PROVIDED DATA:
##############################

use crate::helpers::assert_json_response;
use crate::test_app::spawn_app;

#[tokio::test]
async fn listing_returns_all_posts_newest_first() {
    // Arrange
    let app = spawn_app().await;
    let first = app
        .create_blog_returning_id(&serde_json::json!({ "title": "first", "content": "a" }))
        .await;
    let second = app
        .create_blog_returning_id(&serde_json::json!({ "title": "second", "content": "b" }))
        .await;

    // Act
    let posts: Vec<serde_json::Value> = assert_json_response(app.get_blogs(&[]).await).await;

    // Assert
    assert_eq!(posts.len(), 2);
    assert_eq!(posts[0]["id"].as_str().unwrap(), second.to_string());
    assert_eq!(posts[1]["id"].as_str().unwrap(), first.to_string());
}

#[tokio::test]
async fn listing_does_not_include_blocks() {
    // Arrange
    let app = spawn_app().await;
    app.create_blog_returning_id(&serde_json::json!({
        "title": "blocky",
        "blocks": [{ "type": "richtext", "content": "x" }]
    }))
    .await;

    // Act
    let posts: Vec<serde_json::Value> = assert_json_response(app.get_blogs(&[]).await).await;

    // Assert
    assert_eq!(posts.len(), 1);
    assert!(posts[0].get("blocks").is_none());
}

#[tokio::test]
async fn search_matches_title_or_summary_case_insensitively() {
    // Arrange
    let app = spawn_app().await;
    app.create_blog_returning_id(&serde_json::json!({
        "title": "Rust in Anger",
        "content": "a"
    }))
    .await;
    app.create_blog_returning_id(&serde_json::json!({
        "title": "Something else",
        "summary": "all about rust tooling",
        "content": "b"
    }))
    .await;
    app.create_blog_returning_id(&serde_json::json!({
        "title": "Gardening",
        "content": "c"
    }))
    .await;

    // Act
    let posts: Vec<serde_json::Value> =
        assert_json_response(app.get_blogs(&[("search", "RUST")]).await).await;

    // Assert - matched in title for one post, in summary for the other
    assert_eq!(posts.len(), 2);
}

#[tokio::test]
async fn search_term_is_matched_literally_not_as_a_pattern() {
    // Arrange
    let app = spawn_app().await;
    app.create_blog_returning_id(&serde_json::json!({ "title": "a.c", "content": "x" }))
        .await;
    app.create_blog_returning_id(&serde_json::json!({ "title": "abc", "content": "y" }))
        .await;

    // Act - "." must only match a literal dot, never "any character"
    let posts: Vec<serde_json::Value> =
        assert_json_response(app.get_blogs(&[("search", ".")]).await).await;

    // Assert
    assert_eq!(posts.len(), 1);
    assert_eq!(posts[0]["title"].as_str().unwrap(), "a.c");

    // A percent sign is a literal character too
    app.create_blog_returning_id(&serde_json::json!({ "title": "100% organic", "content": "z" }))
        .await;
    let posts: Vec<serde_json::Value> =
        assert_json_response(app.get_blogs(&[("search", "100%")]).await).await;
    assert_eq!(posts.len(), 1);
    assert_eq!(posts[0]["title"].as_str().unwrap(), "100% organic");
}

#[tokio::test]
async fn blank_search_is_ignored() {
    // Arrange
    let app = spawn_app().await;
    app.create_blog_returning_id(&serde_json::json!({ "title": "one", "content": "a" }))
        .await;
    app.create_blog_returning_id(&serde_json::json!({ "title": "two", "content": "b" }))
        .await;

    // Act
    let posts: Vec<serde_json::Value> =
        assert_json_response(app.get_blogs(&[("search", "   ")]).await).await;

    // Assert
    assert_eq!(posts.len(), 2);
}

#[tokio::test]
async fn tag_filter_requires_exact_membership() {
    // Arrange
    let app = spawn_app().await;
    app.create_blog_returning_id(&serde_json::json!({
        "title": "tagged x",
        "content": "a",
        "tags": ["x"]
    }))
    .await;
    app.create_blog_returning_id(&serde_json::json!({
        "title": "tagged xy",
        "content": "b",
        "tags": ["xy"]
    }))
    .await;

    // Act
    let posts: Vec<serde_json::Value> =
        assert_json_response(app.get_blogs(&[("tag", "x")]).await).await;

    // Assert - "xy" does not contain the tag "x"
    assert_eq!(posts.len(), 1);
    assert_eq!(posts[0]["title"].as_str().unwrap(), "tagged x");
}

#[tokio::test]
async fn search_and_tag_filters_combine_with_and() {
    // Arrange
    let app = spawn_app().await;
    app.create_blog_returning_id(&serde_json::json!({
        "title": "rust post",
        "content": "a",
        "tags": ["x"]
    }))
    .await;
    app.create_blog_returning_id(&serde_json::json!({
        "title": "rust post without the tag",
        "content": "b"
    }))
    .await;
    app.create_blog_returning_id(&serde_json::json!({
        "title": "tagged but no match",
        "content": "c",
        "tags": ["x"]
    }))
    .await;

    // Act
    let posts: Vec<serde_json::Value> =
        assert_json_response(app.get_blogs(&[("search", "rust"), ("tag", "x")]).await).await;

    // Assert
    assert_eq!(posts.len(), 1);
    assert_eq!(posts[0]["title"].as_str().unwrap(), "rust post");
}

#[tokio::test]
async fn tags_endpoint_returns_sorted_distinct_non_empty_tags() {
    // Arrange
    let app = spawn_app().await;
    app.create_blog_returning_id(&serde_json::json!({
        "title": "one",
        "content": "a",
        "tags": ["b", "a"]
    }))
    .await;
    app.create_blog_returning_id(&serde_json::json!({
        "title": "two",
        "content": "b",
        "tags": ["a", ""]
    }))
    .await;

    // Act
    let tags: Vec<String> = assert_json_response(app.get_tags().await).await;

    // Assert - distinct, lexicographically ascending, empty values dropped
    assert_eq!(tags, vec!["a".to_string(), "b".to_string()]);
}

#[tokio::test]
async fn api_responses_disable_http_caching() {
    // Arrange
    let app = spawn_app().await;

    // Act
    let response = app.get_blogs(&[]).await;

    // Assert
    assert_eq!(
        response
            .headers()
            .get("cache-control")
            .and_then(|value| value.to_str().ok()),
        Some("no-store, no-cache, must-revalidate")
    );
    assert_eq!(
        response
            .headers()
            .get("pragma")
            .and_then(|value| value.to_str().ok()),
        Some("no-cache")
    );
}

##############################

WHAT YOU WILL DO: Each line with the word "tagged" in the records above belongs in the result; copy all of them.

RESULT BELOW:
        "title": "tagged x",
        "title": "tagged xy",
    assert_eq!(posts[0]["title"].as_str().unwrap(), "tagged x");
        "title": "tagged but no match",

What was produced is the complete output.